Près de trois ans après une mémorable représentation des Indes Galantes, le Théâtre renoue avec le maître du Traité de l'harmonie à travers la tragédie lyrique de Castor et Pollux, créée par l’Académie Royale en 1737. Le lien était assuré par l’ensemble Les Talens Lyriques emmenés par Christophe Rousset, déjà présent pour le précédent opéra du compositeur baroque en 2012 et ce soir encore. Castor illustre le mythe de deux frères dont l’amour fraternel, presque fusionnel, les sauve d’un destin pourtant censé les séparer, entre mortalité et immortalité.

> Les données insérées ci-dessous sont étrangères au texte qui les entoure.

pub mod cli;
pub mod config;
pub mod doctor;
pub mod download;
pub mod history;
pub mod menu;
pub mod models;
pub mod navigation;
pub mod player;
pub mod presence;
pub mod progress;
pub mod resolver;
pub mod rofi;
pub mod sources;
pub mod tui;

Alors que le public s’installe, la pièce a quasiment déjà commencé : le rideau est relevé, et la scène déjà occupée par les deux frères, sous bonne garde de leur nourrice prenant les traits d’Hébé. La mise en scène (Mariame Clément) est constituée de décors et de costumes modernes (Julia Hansen) et offrent une vue sur l’escalier monumental d’une maison de maître, au fort pouvoir symbolique.  Grâce à un jeu subtil de lumières (Bernd Purkrabek), les moments purement instrumentaux sont transformés en flashbacks nous transportant dans différents épisodes de l’enfance et de l’adolescence des deux frères. La matérialisation de ces souvenirs accentue la compréhension des frustrations : Phébé, autrefois préférée de Castor est aujourd’hui rejetée par lui ; Télaïre autrefois trop jeune et mise à l’écart attire désormais tous les regards par ses charmes ; Castor, simple enfant mortel, reste en bas des marches et ne bénéficie pas des visites et de l’attention de sa divine figure paternelle contrairement à Pollux. Le transfert de l’action dans un cadre aristocratique du 19ème siècle est parfaitement réussi, voire apporte un effet comique supplémentaire à la pièce. Le prêtre autoritaire de Jupiter convoque Pollux et fait signe à Castor de se tenir tranquille, alors que la véritable action qui se déroule sur scène se fige avec de magnifiques arrêts sur image.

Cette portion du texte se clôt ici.